Provided entries below:

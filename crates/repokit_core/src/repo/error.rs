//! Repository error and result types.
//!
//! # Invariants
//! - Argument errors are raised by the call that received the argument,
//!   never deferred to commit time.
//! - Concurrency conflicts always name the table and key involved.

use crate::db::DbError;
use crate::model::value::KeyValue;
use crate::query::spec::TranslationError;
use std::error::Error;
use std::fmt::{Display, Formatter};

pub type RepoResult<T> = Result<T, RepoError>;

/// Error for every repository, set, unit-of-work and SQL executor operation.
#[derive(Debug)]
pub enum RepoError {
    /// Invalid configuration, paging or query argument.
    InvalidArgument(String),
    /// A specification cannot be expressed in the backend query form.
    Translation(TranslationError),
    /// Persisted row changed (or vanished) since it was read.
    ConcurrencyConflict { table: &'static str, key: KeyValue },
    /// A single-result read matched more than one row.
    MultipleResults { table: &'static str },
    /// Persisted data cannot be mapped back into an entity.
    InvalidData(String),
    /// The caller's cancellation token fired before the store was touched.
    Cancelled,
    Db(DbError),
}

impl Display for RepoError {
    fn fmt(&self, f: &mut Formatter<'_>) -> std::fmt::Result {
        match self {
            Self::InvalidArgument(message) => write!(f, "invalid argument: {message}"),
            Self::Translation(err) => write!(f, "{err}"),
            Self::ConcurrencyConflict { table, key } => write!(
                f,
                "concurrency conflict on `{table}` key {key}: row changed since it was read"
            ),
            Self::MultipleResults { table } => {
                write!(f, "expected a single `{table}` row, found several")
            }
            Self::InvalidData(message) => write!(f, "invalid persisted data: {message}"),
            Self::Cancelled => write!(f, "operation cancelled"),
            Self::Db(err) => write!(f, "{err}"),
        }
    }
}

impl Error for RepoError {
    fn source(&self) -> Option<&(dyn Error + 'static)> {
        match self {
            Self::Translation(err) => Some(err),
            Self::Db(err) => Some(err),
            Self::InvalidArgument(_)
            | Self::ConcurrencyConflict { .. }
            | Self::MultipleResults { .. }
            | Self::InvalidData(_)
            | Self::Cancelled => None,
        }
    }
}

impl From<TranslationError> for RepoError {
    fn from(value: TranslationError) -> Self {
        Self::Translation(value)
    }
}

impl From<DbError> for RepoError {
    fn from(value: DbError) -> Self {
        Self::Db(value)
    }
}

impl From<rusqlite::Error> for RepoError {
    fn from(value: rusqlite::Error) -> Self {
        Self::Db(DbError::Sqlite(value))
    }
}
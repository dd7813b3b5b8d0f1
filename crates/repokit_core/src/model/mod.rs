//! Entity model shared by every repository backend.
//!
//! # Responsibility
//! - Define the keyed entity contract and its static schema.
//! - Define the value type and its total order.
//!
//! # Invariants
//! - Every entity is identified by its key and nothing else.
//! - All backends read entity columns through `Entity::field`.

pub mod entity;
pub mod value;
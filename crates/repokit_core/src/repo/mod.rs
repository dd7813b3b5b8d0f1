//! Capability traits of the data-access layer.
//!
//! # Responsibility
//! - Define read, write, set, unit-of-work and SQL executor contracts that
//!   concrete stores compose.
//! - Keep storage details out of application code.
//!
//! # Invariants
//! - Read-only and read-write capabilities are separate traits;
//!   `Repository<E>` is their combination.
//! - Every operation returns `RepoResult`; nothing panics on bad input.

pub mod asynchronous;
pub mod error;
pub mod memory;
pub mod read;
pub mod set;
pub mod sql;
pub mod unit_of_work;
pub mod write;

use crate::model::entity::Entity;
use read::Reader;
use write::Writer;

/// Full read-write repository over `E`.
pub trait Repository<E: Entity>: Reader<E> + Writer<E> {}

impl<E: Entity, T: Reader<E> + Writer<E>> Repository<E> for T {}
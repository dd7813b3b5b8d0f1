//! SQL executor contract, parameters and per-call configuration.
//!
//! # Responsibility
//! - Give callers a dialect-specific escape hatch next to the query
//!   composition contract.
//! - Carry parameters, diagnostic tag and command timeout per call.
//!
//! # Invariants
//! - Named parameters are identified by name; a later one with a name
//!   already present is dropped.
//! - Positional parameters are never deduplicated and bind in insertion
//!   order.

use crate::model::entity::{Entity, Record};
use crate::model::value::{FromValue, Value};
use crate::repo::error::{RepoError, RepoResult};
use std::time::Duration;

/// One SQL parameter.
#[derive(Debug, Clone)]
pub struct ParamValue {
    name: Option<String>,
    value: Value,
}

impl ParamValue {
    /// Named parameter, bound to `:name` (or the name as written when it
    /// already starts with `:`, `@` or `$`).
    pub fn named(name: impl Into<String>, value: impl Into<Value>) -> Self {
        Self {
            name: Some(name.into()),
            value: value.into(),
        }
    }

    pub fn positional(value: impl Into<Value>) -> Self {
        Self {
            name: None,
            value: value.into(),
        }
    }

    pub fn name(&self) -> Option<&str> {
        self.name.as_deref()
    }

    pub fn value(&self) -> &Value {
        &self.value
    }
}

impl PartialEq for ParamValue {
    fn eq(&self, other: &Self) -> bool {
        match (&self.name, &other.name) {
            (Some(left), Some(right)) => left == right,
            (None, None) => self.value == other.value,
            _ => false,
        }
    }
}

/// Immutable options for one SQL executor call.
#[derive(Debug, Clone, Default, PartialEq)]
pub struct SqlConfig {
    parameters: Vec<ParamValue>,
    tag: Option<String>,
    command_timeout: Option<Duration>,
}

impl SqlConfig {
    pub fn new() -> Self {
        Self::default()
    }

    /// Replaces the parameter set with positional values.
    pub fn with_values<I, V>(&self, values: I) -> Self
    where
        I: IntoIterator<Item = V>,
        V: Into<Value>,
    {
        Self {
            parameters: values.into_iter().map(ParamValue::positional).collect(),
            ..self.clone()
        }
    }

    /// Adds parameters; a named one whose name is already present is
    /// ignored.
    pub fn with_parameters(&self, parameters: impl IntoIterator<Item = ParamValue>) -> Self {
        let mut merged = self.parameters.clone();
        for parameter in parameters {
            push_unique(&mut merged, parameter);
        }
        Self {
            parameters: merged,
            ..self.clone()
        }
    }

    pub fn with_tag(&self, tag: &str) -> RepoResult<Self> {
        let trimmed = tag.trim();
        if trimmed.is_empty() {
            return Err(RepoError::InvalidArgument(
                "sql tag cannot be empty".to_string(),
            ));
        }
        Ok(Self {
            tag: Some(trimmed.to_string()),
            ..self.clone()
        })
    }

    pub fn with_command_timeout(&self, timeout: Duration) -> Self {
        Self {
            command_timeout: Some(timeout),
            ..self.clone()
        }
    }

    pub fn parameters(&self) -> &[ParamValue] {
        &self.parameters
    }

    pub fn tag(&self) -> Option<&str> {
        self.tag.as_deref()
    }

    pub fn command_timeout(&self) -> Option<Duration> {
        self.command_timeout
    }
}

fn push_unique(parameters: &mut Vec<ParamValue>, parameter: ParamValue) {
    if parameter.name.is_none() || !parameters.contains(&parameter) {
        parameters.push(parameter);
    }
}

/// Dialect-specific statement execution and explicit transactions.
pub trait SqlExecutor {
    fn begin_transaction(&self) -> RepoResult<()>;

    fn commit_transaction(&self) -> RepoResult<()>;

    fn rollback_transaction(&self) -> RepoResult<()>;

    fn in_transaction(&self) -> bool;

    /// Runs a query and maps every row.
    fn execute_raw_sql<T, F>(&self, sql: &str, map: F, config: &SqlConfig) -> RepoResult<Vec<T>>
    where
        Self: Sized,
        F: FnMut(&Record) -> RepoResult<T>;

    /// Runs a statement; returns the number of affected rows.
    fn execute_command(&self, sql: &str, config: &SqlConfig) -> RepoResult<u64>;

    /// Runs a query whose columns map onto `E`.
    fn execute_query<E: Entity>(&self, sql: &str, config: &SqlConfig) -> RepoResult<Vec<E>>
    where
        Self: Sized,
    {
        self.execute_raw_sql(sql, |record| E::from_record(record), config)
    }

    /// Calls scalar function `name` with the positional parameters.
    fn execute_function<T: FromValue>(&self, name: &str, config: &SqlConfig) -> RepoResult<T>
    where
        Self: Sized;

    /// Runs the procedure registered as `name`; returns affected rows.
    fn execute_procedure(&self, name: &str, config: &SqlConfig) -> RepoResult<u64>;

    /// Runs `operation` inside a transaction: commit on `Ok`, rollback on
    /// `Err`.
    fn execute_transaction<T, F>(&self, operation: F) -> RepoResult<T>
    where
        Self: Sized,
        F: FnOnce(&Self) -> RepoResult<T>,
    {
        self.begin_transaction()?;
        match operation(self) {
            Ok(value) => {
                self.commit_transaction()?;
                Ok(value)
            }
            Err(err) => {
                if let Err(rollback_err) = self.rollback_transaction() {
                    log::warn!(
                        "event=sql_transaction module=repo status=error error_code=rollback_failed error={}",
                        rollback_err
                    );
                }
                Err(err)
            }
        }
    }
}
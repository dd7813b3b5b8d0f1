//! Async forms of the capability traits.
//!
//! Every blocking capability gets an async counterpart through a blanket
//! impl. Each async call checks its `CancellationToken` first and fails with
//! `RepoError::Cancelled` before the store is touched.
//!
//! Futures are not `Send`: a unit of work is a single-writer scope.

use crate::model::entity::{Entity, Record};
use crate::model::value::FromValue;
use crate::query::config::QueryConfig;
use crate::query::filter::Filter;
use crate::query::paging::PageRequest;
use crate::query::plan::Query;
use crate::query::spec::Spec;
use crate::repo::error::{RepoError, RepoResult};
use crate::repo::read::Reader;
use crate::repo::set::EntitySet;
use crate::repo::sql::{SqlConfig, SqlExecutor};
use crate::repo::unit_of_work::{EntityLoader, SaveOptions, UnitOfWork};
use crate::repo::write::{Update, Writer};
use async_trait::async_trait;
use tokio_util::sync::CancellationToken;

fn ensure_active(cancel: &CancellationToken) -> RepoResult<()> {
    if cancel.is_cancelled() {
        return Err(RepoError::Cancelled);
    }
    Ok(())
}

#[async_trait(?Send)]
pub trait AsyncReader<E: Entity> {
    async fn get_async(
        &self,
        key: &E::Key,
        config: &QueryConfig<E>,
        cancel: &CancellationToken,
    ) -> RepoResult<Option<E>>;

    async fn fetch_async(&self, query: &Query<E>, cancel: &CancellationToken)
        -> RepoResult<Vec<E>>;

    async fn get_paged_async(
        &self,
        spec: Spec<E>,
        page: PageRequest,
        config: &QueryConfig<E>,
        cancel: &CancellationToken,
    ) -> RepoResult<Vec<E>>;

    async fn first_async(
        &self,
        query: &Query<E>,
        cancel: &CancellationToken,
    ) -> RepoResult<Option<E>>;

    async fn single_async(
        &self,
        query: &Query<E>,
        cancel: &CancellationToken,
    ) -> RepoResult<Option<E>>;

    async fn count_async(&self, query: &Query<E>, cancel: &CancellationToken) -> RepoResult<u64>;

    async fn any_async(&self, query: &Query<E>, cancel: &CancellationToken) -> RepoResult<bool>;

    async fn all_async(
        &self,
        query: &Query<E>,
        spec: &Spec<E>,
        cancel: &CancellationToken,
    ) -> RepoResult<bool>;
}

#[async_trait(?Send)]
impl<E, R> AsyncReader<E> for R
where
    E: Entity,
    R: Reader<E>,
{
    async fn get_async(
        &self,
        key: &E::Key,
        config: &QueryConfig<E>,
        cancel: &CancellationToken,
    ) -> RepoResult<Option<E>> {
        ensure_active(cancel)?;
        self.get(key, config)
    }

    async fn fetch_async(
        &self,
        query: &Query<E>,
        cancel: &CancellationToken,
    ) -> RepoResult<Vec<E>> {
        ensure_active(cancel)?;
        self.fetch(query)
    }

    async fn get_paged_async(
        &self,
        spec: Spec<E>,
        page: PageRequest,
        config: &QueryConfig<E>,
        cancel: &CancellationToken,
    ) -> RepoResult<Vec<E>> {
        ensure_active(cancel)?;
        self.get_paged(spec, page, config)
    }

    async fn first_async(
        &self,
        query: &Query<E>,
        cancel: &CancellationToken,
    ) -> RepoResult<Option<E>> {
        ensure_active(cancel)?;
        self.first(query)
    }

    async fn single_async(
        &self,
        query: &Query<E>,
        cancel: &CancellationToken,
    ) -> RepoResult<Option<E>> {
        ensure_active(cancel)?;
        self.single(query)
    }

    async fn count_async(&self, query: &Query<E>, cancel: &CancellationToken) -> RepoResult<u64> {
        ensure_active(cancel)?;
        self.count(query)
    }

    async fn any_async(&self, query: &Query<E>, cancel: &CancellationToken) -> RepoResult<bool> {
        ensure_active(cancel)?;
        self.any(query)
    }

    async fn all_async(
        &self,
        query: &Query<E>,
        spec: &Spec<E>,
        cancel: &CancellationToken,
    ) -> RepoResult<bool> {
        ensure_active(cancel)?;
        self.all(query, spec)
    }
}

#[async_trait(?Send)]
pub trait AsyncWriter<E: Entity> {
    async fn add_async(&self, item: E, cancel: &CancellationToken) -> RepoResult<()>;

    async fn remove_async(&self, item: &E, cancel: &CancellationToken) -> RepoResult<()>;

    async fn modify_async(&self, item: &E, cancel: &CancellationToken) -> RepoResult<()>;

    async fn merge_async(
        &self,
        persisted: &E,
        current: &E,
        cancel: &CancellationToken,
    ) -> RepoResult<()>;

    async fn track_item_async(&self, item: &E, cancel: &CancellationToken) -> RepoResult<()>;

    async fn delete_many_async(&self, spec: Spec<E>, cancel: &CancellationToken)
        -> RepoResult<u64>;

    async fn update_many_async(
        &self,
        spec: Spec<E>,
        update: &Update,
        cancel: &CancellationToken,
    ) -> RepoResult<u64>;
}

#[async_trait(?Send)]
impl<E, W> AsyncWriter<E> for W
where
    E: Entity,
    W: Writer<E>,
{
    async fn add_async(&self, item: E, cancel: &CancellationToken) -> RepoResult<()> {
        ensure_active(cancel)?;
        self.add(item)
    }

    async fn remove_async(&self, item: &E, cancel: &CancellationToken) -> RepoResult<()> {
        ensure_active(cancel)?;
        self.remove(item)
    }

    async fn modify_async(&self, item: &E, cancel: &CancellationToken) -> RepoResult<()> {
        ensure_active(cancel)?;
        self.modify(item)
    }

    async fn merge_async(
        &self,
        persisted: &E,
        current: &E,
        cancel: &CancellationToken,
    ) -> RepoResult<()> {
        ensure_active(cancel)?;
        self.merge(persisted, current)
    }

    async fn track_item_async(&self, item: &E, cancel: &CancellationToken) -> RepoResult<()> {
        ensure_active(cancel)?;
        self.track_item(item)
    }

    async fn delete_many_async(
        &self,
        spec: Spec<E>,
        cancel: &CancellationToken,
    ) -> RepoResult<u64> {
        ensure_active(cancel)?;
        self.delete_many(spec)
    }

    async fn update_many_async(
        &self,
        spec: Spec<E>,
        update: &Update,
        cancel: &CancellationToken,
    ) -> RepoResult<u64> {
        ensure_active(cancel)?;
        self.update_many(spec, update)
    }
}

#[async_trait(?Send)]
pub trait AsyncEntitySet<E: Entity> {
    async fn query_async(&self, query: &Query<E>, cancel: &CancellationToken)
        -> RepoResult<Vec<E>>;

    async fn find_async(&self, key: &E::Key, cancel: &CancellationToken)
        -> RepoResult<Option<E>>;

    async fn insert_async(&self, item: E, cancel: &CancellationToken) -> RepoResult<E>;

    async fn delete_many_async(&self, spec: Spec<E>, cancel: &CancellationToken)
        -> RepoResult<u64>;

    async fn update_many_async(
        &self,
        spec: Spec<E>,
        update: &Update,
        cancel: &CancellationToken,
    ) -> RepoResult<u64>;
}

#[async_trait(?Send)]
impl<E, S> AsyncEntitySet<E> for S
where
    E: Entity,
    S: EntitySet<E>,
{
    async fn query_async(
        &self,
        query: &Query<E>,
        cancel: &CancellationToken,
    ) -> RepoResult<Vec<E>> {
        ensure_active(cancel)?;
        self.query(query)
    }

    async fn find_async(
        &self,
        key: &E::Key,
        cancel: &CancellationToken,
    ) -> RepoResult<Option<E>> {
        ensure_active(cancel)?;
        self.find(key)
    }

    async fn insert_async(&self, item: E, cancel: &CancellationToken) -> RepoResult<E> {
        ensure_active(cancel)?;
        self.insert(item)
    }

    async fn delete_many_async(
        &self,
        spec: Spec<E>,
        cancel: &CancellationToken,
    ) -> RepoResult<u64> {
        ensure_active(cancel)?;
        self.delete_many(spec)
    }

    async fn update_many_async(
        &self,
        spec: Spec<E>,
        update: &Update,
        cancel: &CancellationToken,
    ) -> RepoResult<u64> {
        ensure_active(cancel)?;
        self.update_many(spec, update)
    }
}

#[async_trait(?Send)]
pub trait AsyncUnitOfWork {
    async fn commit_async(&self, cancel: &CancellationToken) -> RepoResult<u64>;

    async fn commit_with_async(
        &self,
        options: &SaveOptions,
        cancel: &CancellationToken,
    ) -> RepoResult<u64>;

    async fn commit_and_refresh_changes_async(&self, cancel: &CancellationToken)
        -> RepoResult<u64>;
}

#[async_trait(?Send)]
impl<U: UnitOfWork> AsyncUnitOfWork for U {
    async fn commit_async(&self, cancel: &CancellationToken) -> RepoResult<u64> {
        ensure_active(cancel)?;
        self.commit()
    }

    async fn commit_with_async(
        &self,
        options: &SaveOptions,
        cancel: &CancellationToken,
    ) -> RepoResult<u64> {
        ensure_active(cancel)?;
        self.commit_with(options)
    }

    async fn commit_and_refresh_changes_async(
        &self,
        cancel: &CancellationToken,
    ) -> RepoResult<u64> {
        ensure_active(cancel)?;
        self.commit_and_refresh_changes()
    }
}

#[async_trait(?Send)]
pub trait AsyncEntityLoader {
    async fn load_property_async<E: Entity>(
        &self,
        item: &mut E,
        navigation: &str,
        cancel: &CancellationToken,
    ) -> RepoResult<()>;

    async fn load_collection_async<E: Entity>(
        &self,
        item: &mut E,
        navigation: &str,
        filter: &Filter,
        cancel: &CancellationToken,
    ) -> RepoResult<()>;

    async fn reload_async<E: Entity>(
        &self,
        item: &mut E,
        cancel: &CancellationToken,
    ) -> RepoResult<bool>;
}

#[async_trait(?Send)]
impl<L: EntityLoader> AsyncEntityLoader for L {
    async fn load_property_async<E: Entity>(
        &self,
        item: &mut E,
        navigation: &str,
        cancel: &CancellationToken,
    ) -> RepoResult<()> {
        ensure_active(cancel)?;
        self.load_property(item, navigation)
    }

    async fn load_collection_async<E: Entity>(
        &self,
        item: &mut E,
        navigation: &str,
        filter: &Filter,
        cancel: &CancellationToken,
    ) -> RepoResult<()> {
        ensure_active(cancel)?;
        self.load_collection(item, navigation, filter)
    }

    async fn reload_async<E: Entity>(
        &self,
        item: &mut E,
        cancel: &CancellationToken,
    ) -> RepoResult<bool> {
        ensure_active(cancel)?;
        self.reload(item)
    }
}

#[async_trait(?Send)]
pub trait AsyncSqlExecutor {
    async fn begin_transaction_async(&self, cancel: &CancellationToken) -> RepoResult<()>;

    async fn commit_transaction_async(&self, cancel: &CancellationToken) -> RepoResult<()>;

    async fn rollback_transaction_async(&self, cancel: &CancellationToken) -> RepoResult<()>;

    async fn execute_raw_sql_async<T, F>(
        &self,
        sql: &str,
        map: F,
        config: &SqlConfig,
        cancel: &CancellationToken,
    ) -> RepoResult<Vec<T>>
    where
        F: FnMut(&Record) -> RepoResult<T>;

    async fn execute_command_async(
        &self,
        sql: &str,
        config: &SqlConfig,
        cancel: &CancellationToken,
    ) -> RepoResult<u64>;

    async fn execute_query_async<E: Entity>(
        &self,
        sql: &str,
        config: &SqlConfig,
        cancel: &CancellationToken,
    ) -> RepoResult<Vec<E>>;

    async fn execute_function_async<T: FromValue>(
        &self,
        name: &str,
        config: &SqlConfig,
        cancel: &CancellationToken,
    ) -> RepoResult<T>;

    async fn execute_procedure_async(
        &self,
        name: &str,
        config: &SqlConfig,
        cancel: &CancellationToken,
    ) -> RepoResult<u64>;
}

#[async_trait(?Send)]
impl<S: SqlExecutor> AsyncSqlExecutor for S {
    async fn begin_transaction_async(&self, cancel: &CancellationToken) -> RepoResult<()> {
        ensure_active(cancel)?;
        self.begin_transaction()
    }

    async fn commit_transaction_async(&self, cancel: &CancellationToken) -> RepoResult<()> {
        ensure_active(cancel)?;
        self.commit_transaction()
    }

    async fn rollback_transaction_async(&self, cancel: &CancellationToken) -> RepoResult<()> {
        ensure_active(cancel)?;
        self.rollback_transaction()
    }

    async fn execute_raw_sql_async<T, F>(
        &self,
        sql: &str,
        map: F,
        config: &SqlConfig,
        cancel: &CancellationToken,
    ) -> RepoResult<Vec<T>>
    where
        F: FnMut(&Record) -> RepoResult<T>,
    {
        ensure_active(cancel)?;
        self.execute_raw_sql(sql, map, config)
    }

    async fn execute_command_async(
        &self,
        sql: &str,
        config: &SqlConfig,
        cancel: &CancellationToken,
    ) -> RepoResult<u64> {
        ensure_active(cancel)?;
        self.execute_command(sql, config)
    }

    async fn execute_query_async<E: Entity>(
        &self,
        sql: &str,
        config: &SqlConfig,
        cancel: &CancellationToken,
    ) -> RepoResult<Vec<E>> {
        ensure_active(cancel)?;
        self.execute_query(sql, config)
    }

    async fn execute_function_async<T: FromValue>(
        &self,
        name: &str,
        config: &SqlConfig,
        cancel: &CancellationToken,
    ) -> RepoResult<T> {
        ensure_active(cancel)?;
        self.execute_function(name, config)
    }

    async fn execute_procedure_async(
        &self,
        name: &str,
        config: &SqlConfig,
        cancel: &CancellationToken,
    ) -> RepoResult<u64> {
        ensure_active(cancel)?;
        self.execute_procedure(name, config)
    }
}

End of Provided entries.

:: Task details ::
Where the word "returns" occurs in a line of the entries above, count that line, and reply with the total only.

:: Solution to this exercise ::
3